BORGER (voice over): Biden thought their bedside, not the Senate was where he ought to be.

(BEGIN VIDEO CLIP)

BORGER (on camera): Your brother is clearly considering not being sworn in. He does want to be a senator.

OWENS: Yes. He spoke to the governor to have the governor replace him.

(END VIDEO CLIP)

BORGER (voice over): But the Senate Majority Leader, Mike Mansfield changed Biden's mind.

(BEGIN VIDEO CLIP)

JOE BIDEN: He said, "Your wife worked really hard for you to get elected, cared a great deal about it, get sworn in and just stay six months."

JOE BIDEN, THEN SENATOR: If in six months or so there's a conflict between my being a good father and being a good senator, I promise you that I will contact the Governor as I had earlier and tell him that we can always get another senator, but they can't get another father.

JOE BIDEN: And they sent the Secretary of the Senate to the hospital room to swear me in, so I couldn't change my mind.

UNIDENTIFIED MALE: So help you God.

JOE BIDEN, THEN SENATOR: I do.

UNIDENTIFIED MALE: Congratulations, Senator.

JOE BIDEN, THEN SENATOR: Thank you.

OWENS: The family and a few close friends were there. Hunter holding on to Beau's hand. It's heartbreaking.

(END VIDEO CLIP)

BORGER (voice over): The Biden family was devastated, but they had to move on, so Valerie moved in.

(BEGIN VIDEO CLIP)

OWENS: They were such a gift to me.
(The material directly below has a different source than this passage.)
// Copyright (C) 2026 Fred Clausen
// Use of this source code is governed by an MIT-style
// license that can be found in the LICENSE file or at
// https://opensource.org/licenses/MIT.

#![allow(clippy::expect_used, clippy::unwrap_used)]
The whole family was brokenhearted. And we just, you know, the big thing, take care of one another, not because it's her responsibility, but because it was a gift.

(END VIDEO CLIP)

BORGER (voice over): And while Valerie subbed in for mom, her brother also changed his plans.

(BEGIN VIDEO CLIP)

OWENS: The reason that Joe started to commute, he said they've lost their mom and they lost her baby sister. I cannot take them away and lose my mom and dada and Uncle Jimmy and Frankie and Aunt Val, so he will commute.

After the accident, I mean, the bond was like steel rods among the three of them.

(END VIDEO CLIP)

BORGER (voice over): Steel bonds with his boys and molten anger over the loss of his wife and baby.

(BEGIN VIDEO CLIP)

BORGER (on camera): You said you went around kind of looking for fights.

JOE BIDEN: I did.

BORGER: And you wrote that you even understand why people consider committing suicide.
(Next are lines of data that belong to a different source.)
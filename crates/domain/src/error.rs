// Copyright (C) 2026 Fred Clausen
// Use of this source code is governed by an MIT-style
// license that can be found in the LICENSE file or at
// https://opensource.org/licenses/MIT.

use crate::days::Days;
use crate::leave_type::{LeaveBucket, LeaveType};
use crate::types::{ApplicationId, Gender, Role};
use time::Date;

/// An existing reserved application that collides with a new request.
#[derive(Debug, Clone, PartialEq, Eq)]
pub struct OverlapConflict {
    /// The conflicting application.
    pub application_id: ApplicationId,
    /// Its leave type.
    pub leave_type: LeaveType,
    /// First day of the conflicting range.
    pub start_date: Date,
    /// Last day of the conflicting range.
    pub end_date: Date,
}

/// Errors that can occur during domain validation.
///
/// Every variant names a specific policy reason so callers can report
/// exactly why a request was refused.
#[derive(Debug, Clone, PartialEq, Eq)]
pub enum DomainError {
    /// The employee's role may not apply for leave.
    RoleNotEligible {
        /// The barred role.
        role: Role,
    },
    /// The start date is before today for a type that cannot be backdated.
    StartDateInPast {
        /// The requested start date.
        start_date: Date,
        /// The date the request was evaluated on.
        today: Date,
    },
    /// The start date is older than the backdating window allows.
    BackdateWindowExceeded {
        /// The requested start date.
        start_date: Date,
        /// The earliest permitted start date.
        earliest: Date,
    },
    /// The end date precedes the start date.
    EndBeforeStart {
        /// The requested start date.
        start_date: Date,
        /// The requested end date.
        end_date: Date,
    },
    /// The leave type is restricted to a specific gender.
    GenderRestricted {
        /// The requested leave type.
        leave_type: LeaveType,
        /// The gender the type is restricted to.
        required: Gender,
    },
    /// A fixed-duration leave did not produce the expected day count.
    FixedDurationMismatch {
        /// The requested leave type.
        leave_type: LeaveType,
        /// The required inclusive day count.
        expected: u32,
        /// The computed inclusive day count.
        actual: u32,
    },
    /// A half-day leave was requested on a holiday.
    HalfDayOnHoliday {
        /// The requested date.
        date: Date,
    },
    /// A reserved half-day leave already exists on the date.
    DuplicateHalfDay {
        /// The requested date.
        date: Date,
    },
    /// The request overlaps one or more reserved applications.
    OverlappingLeave {
        /// The conflicting applications.
        conflicts: Vec<OverlapConflict>,
    },
    /// The bucket does not hold enough leave for the request.
    InsufficientBalance {
        /// The bucket drawn from.
        bucket: LeaveBucket,
        /// The requested amount.
        requested: Days,
        /// The amount still available.
        available: Days,
    },
    /// The request would take the bucket past its annual ceiling.
    AnnualCapExceeded {
        /// The bucket drawn from.
        bucket: LeaveBucket,
        /// The annual ceiling.
        ceiling: Days,
        /// The amount already reserved this year.
        used: Days,
        /// The requested amount.
        requested: Days,
    },
    /// More than one casual leave day in a single month.
    MonthlyClCapExceeded {
        /// The target year.
        year: i32,
        /// The target month (1-12).
        month: u8,
        /// The amount already reserved in that month.
        used: Days,
    },
    /// The leave falls outside the current calendar year.
    OutsideCurrentYear {
        /// The requested leave type.
        leave_type: LeaveType,
        /// The year of the requested start date.
        requested_year: i32,
        /// The current year.
        current_year: i32,
    },
    /// Casual leave requested for a month before the employee joined.
    BeforeJoinMonth {
        /// The requested month (1-12).
        month: u8,
        /// The join month (1-12).
        join_month: u8,
    },
    /// An earlier month cannot be taken while a later advance leave exists.
    AdvanceClOrdering {
        /// Start date of the latest advance casual leave.
        latest_advance: Date,
        /// The requested start date.
        start_date: Date,
    },
    /// First-half earned leave cannot be requested once the second half began.
    FirstHalfClosed {
        /// The requested start date.
        start_date: Date,
    },
    /// The reporting hierarchy contains a cycle.
    ReportingCycle {
        /// An employee on the cycle.
        employee_id: i64,
    },
    /// Leave type code is unknown.
    InvalidLeaveType(String),
    /// Role code is unknown.
    InvalidRole(String),
    /// Gender code is unknown.
    InvalidGender(String),
    /// Status code is unknown.
    InvalidStatus(String),
    /// Month number outside 1-12.
    InvalidMonth(u8),
    /// Failed to parse date from string.
    DateParseError {
        /// The invalid date string.
        date_string: String,
        /// The parsing error message.
        error: String,
    },
    /// Date arithmetic overflow.
    DateArithmeticOverflow {
        /// Description of the operation that failed.
        operation: String,
    },
}

impl std::fmt::Display for DomainError {
    fn fmt(&self, f: &mut std::fmt::Formatter<'_>) -> std::fmt::Result {
        match self {
            Self::RoleNotEligible { role } => {
                write!(f, "Role {role} is not permitted to apply for leave")
            }
            Self::StartDateInPast { start_date, today } => {
                write!(
                    f,
                    "Start date {start_date} is before today ({today}); this leave type cannot be backdated"
                )
            }
            Self::BackdateWindowExceeded {
                start_date,
                earliest,
            } => {
                write!(
                    f,
                    "Start date {start_date} is too far in the past; earliest allowed is {earliest}"
                )
            }
            Self::EndBeforeStart {
                start_date,
                end_date,
            } => {
                write!(f, "End date {end_date} is before start date {start_date}")
            }
            Self::GenderRestricted {
                leave_type,
                required,
            } => {
                write!(
                    f,
                    "{} is only available to {} employees",
                    leave_type.code(),
                    required.as_str().to_lowercase()
                )
            }
            Self::FixedDurationMismatch {
                leave_type,
                expected,
                actual,
            } => {
                write!(
                    f,
                    "{} must span exactly {expected} days, got {actual}",
                    leave_type.code()
                )
            }
            Self::HalfDayOnHoliday { date } => {
                write!(f, "Half-day leave cannot be taken on holiday {date}")
            }
            Self::DuplicateHalfDay { date } => {
                write!(f, "A half-day leave already exists on {date}")
            }
            Self::OverlappingLeave { conflicts } => {
                write!(f, "Leave overlaps existing applications:")?;
                for conflict in conflicts {
                    write!(
                        f,
                        " #{} {} {} to {};",
                        conflict.application_id.value(),
                        conflict.leave_type.code(),
                        conflict.start_date,
                        conflict.end_date
                    )?;
                }
                Ok(())
            }
            Self::InsufficientBalance {
                bucket,
                requested,
                available,
            } => {
                write!(
                    f,
                    "Insufficient {} balance: requested {requested}, available {available}",
                    bucket.code()
                )
            }
            Self::AnnualCapExceeded {
                bucket,
                ceiling,
                used,
                requested,
            } => {
                write!(
                    f,
                    "{} annual limit of {ceiling} days exceeded: {used} already used, {requested} requested",
                    bucket.code()
                )
            }
            Self::MonthlyClCapExceeded { year, month, used } => {
                write!(
                    f,
                    "Only one CL day may be taken per month; {used} already taken in {year}-{month:02}"
                )
            }
            Self::OutsideCurrentYear {
                leave_type,
                requested_year,
                current_year,
            } => {
                write!(
                    f,
                    "{} can only be applied within the current year {current_year}, requested {requested_year}",
                    leave_type.code()
                )
            }
            Self::BeforeJoinMonth { month, join_month } => {
                write!(
                    f,
                    "CL cannot be applied for month {month} before the join month {join_month}"
                )
            }
            Self::AdvanceClOrdering {
                latest_advance,
                start_date,
            } => {
                write!(
                    f,
                    "CL for {start_date} cannot be applied while an advance CL exists on {latest_advance}"
                )
            }
            Self::FirstHalfClosed { start_date } => {
                write!(
                    f,
                    "First-half EL for {start_date} cannot be applied once the second half has begun"
                )
            }
            Self::ReportingCycle { employee_id } => {
                write!(f, "Reporting hierarchy contains a cycle at employee {employee_id}")
            }
            Self::InvalidLeaveType(code) => write!(f, "Invalid leave type: {code}"),
            Self::InvalidRole(code) => write!(f, "Invalid role: {code}"),
            Self::InvalidGender(code) => write!(f, "Invalid gender: {code}"),
            Self::InvalidStatus(code) => write!(f, "Invalid leave status: {code}"),
            Self::InvalidMonth(month) => write!(f, "Invalid month: {month}. Must be 1-12"),
            Self::DateParseError { date_string, error } => {
                write!(f, "Failed to parse date '{date_string}': {error}")
            }
            Self::DateArithmeticOverflow { operation } => {
                write!(f, "Date arithmetic overflow: {operation}")
            }
        }
    }
}

impl std::error::Error for DomainError {}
JOE BIDEN: I thought about what would it be like just to go to the Delaware Memorial Bridge and just jump off and end it all? But I didn't ever get in the car and do it -- not even close.

What saved me was really my voice.

(END VIDEO CLIP)

BORGER (voice over): On Capitol Hill, he found support he didn't expect from Senate elders of both parties.

(BEGIN VIDEO CLIP)

[20:30:10]

MURRAY: These old bulls all took him in and helped buffer him from that grief. Helped him carve a path towards real meaning and value in that experience. He saw their humanity before he saw their politics in many respects.

GLORIA BORGER, CNN CHIEF POLITICAL ANALYST (voice-over): Biden Senate was a much less polarized place. And in a 1974 interview, he recoiled at being pigeonholed by special interest groups as either liberal or conservative. His political connections were always personal.

VAN JONES, CNN POLITICAL COMMENTATOR: We'll talk about a Republican opponent in private, with a great deal of empathy and compassion.

CHRIS DODD, (D) FMR SENATOR: Those relationships were built by a series of just quiet moments sitting down next to selling without any particular point to it, just to see how you're doing what's going on. BORGER (voice-over): He kept the personal close, and over the years became the unofficial eulogizer of the Senate, even delivering a final tribute for a conservative Republican segregationist.

JOE BIDEN (D) PRESIDENTIAL CANDIDATE: I tried to understand him. I learned from him and I watched him change oh so suddenly.

BORGER (on-camera): He delivered some sermons, eulogy too.

REP. JIM CLYBURN (D) HOUR MAJORITY WHIP: Yes, he did. At Strom Thurmond request. I think that when you can hold on to your own political beliefs, and have the respect of people whose political belief is totally different, that says something.

BORGER (voice-over): Over time, Biden developed an almost pastoral habit of consoling others in public on the campaign trail.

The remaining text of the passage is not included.